→ To do
The entries below hold a line with "merges.push(merge);" and a line with "pub fn n_items(&self)". Return those lines and all that lie between them, exactly and only.

━━━━━━━━━━━━━━━━

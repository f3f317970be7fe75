//! Dendrogram assembly from a smoothed fusion path.
//!
//! A smoothed path fuses one edge per column, but not every fused edge is
//! a merge: once two nodes already share a cluster, a later edge between
//! them closes a cycle and contributes nothing. Walking the path with a
//! union-find turns the edge sequence into the merge list of a dendrogram,
//! with the regularization level as merge height.
//!
//! Cluster ids follow the SciPy/MATLAB convention: leaves are 0..n−1 and
//! the i-th merge creates cluster n+i.

use petgraph::unionfind::UnionFind;

use crate::error::{Error, Result};
use crate::graph::EdgeGraph;
use crate::path::isp::InterpolatedPath;

/// A single merge in the dendrogram.
#[derive(Debug, Clone, Copy)]
pub struct Merge {
    /// First merged cluster id.
    pub cluster_a: usize,
    /// Second merged cluster id.
    pub cluster_b: usize,
    /// Regularization level at which the merge occurred.
    pub height: f64,
    /// Size of the resulting cluster.
    pub size: usize,
}

/// Merge history of a fusion path.
#[derive(Debug, Clone)]
pub struct Dendrogram {
    n_items: usize,
    merges: Vec<Merge>,
}

impl Dendrogram {
    /// Read the merge sequence off a smoothed path.
    ///
    /// For a fully fused path over a connected graph this yields n−1
    /// merges; disconnected graphs yield fewer, one tree per component.
    pub fn from_path(graph: &EdgeGraph, path: &InterpolatedPath) -> Result<Self> {
        let n = graph.n();
        if path.zeta_path.nrows() != graph.num_edges() {
            return Err(Error::DimensionMismatch {
                expected: graph.num_edges(),
                found: path.zeta_path.nrows(),
            });
        }

        let mut uf = UnionFind::<usize>::new(n);
        // Current cluster id and size, indexed by union-find root.
        let mut cluster_id: Vec<usize> = (0..n).collect();
        let mut cluster_size: Vec<usize> = vec![1; n];
        let mut merges = Vec::new();

        let mut prev = vec![0u8; graph.num_edges()];
        for k in 0..path.zeta_path.ncols() {
            for (i, e) in graph.edges().iter().enumerate() {
                if path.zeta_path[[i, k]] == 0 || prev[i] == 1 {
                    continue;
                }
                let root_a = uf.find(e.l);
                let root_b = uf.find(e.m);
                if root_a == root_b {
                    // Cycle-closing edge; the clusters are already one.
                    continue;
                }
                let merged_size = cluster_size[root_a] + cluster_size[root_b];
                let merge = Merge {
                    cluster_a: cluster_id[root_a],
                    cluster_b: cluster_id[root_b],
                    height: path.gamma_path[k],
                    size: merged_size,
                };
                uf.union(e.l, e.m);
                let root = uf.find(e.l);
                cluster_id[root] = n + merges.len();
                cluster_size[root] = merged_size;
                merges.push(merge);
            }
            for (i, p) in prev.iter_mut().enumerate() {
                *p = (*p).max(path.zeta_path[[i, k]]);
            }
        }

        Ok(Self { n_items: n, merges })
    }

    /// Number of original items.
    pub fn n_items(&self) -> usize {
        self.n_items
    }

    /// Number of merges recorded.
    pub fn n_merges(&self) -> usize {
        self.merges.len()
    }

    /// Merges in path order (non-decreasing height).
    pub fn merges(&self) -> impl Iterator<Item = &Merge> {
        self.merges.iter()
    }

    /// Merge heights, for cutting and plotting.
    pub fn heights(&self) -> Vec<f64> {
        self.merges.iter().map(|m| m.height).collect()
    }

    /// Cluster labels after applying every merge at height ≤ `height`.
    pub fn cut_at_height(&self, height: f64) -> Vec<usize> {
        let applied = self
            .merges
            .iter()
            .take_while(|m| m.height <= height)
            .count();
        self.cut_applying(applied)
    }

    /// Cluster labels for (at most) `k` clusters.
    ///
    /// Applies the first n−k merges; if the path never produced enough
    /// merges (a disconnected graph), more than `k` labels remain.
    pub fn cut_to_k(&self, k: usize) -> Vec<usize> {
        if k == 0 || k > self.n_items {
            return self.cut_applying(0);
        }
        self.cut_applying((self.n_items - k).min(self.merges.len()))
    }

    fn cut_applying(&self, count: usize) -> Vec<usize> {
        let mut parent: Vec<usize> = (0..self.n_items + count).collect();
        for (i, m) in self.merges.iter().take(count).enumerate() {
            let new_id = self.n_items + i;
            parent[m.cluster_a] = new_id;
            parent[m.cluster_b] = new_id;
        }

        let mut labels = Vec::with_capacity(self.n_items);
        for leaf in 0..self.n_items {
            let mut c = leaf;
            while parent[c] != c {
                c = parent[c];
            }
            labels.push(c);
        }
        renumber(labels)
    }
}

/// Flat cluster labels implied by one fusion indicator column.
///
/// Nodes joined by any fused edge share a label; untouched nodes keep
/// singleton labels. Labels are 0-based and consecutive, numbered by first
/// appearance in node order.
pub fn cluster_labels(graph: &EdgeGraph, zeta: &[u8]) -> Result<Vec<usize>> {
    if zeta.len() != graph.num_edges() {
        return Err(Error::DimensionMismatch {
            expected: graph.num_edges(),
            found: zeta.len(),
        });
    }

    let mut uf = UnionFind::<usize>::new(graph.n());
    for (i, e) in graph.edges().iter().enumerate() {
        if zeta[i] == 1 {
            uf.union(e.l, e.m);
        }
    }
    Ok(renumber(uf.into_labeling()))
}

fn renumber(raw: Vec<usize>) -> Vec<usize> {
    let mut next = 0usize;
    let mut map = std::collections::HashMap::new();
    raw.into_iter()
        .map(|r| {
            *map.entry(r).or_insert_with(|| {
                let label = next;
                next += 1;
                label
            })
        })
        .collect()
}

#[cfg(test)]
mod tests {
    use super::*;
    use crate::graph::Edge;
    use ndarray::{array, Array2};

    fn triangle_graph() -> EdgeGraph {
        EdgeGraph::new(
            3,
            1,
            vec![
                Edge::new(0, 1, 1.0),
                Edge::new(1, 2, 1.0),
                Edge::new(0, 2, 1.0),
            ],
        )
        .unwrap()
    }

    fn path_for(zeta: Array2<u8>, gamma: Vec<f64>) -> InterpolatedPath {
        let k = zeta.ncols();
        InterpolatedPath {
            u_path: Array2::zeros((3, k)),
            v_path: Array2::zeros((3, k)),
            zeta_path: zeta,
            gamma_path: gamma.into(),
        }
    }

    #[test]
    fn test_cycle_closing_edge_is_not_a_merge() {
        // Edges fuse one per column: (0,1), (1,2), then (0,2) which closes
        // the triangle.
        let path = path_for(
            array![[0u8, 1, 1, 1], [0, 0, 1, 1], [0, 0, 0, 1]],
            vec![0.0, 0.5, 0.8, 1.0],
        );
        let dendro = Dendrogram::from_path(&triangle_graph(), &path).unwrap();

        assert_eq!(dendro.n_items(), 3);
        assert_eq!(dendro.n_merges(), 2);
        assert_eq!(dendro.heights(), vec![0.5, 0.8]);

        let merges: Vec<_> = dendro.merges().collect();
        assert_eq!((merges[0].cluster_a, merges[0].cluster_b), (0, 1));
        // Second merge joins item 2 with the cluster created first.
        assert_eq!((merges[1].cluster_a, merges[1].cluster_b), (3, 2));
        assert_eq!(merges[1].size, 3);
    }

    #[test]
    fn test_cuts() {
        let path = path_for(
            array![[0u8, 1, 1, 1], [0, 0, 1, 1], [0, 0, 0, 1]],
            vec![0.0, 0.5, 0.8, 1.0],
        );
        let dendro = Dendrogram::from_path(&triangle_graph(), &path).unwrap();

        assert_eq!(dendro.cut_at_height(0.1), vec![0, 1, 2]);
        assert_eq!(dendro.cut_at_height(0.6), vec![0, 0, 1]);
        assert_eq!(dendro.cut_at_height(2.0), vec![0, 0, 0]);

        assert_eq!(dendro.cut_to_k(3), vec![0, 1, 2]);
        assert_eq!(dendro.cut_to_k(2), vec![0, 0, 1]);
        assert_eq!(dendro.cut_to_k(1), vec![0, 0, 0]);
    }

    #[test]
    fn test_cluster_labels_from_indicator() {
        let graph = EdgeGraph::new(
            4,
            1,
            vec![Edge::new(0, 1, 1.0), Edge::new(2, 3, 1.0)],
        )
        .unwrap();

        assert_eq!(cluster_labels(&graph, &[0, 0]).unwrap(), vec![0, 1, 2, 3]);
        assert_eq!(cluster_labels(&graph, &[1, 0]).unwrap(), vec![0, 0, 1, 2]);
        assert_eq!(cluster_labels(&graph, &[1, 1]).unwrap(), vec![0, 0, 1, 1]);
        assert!(cluster_labels(&graph, &[1]).is_err());
    }
}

━━━━━━━━━━━━━━━━

→ Solved exercise
                merges.push(merge);
            }
            for (i, p) in prev.iter_mut().enumerate() {
                *p = (*p).max(path.zeta_path[[i, k]]);
            }
        }

        Ok(Self { n_items: n, merges })
    }

    /// Number of original items.
    pub fn n_items(&self) -> usize {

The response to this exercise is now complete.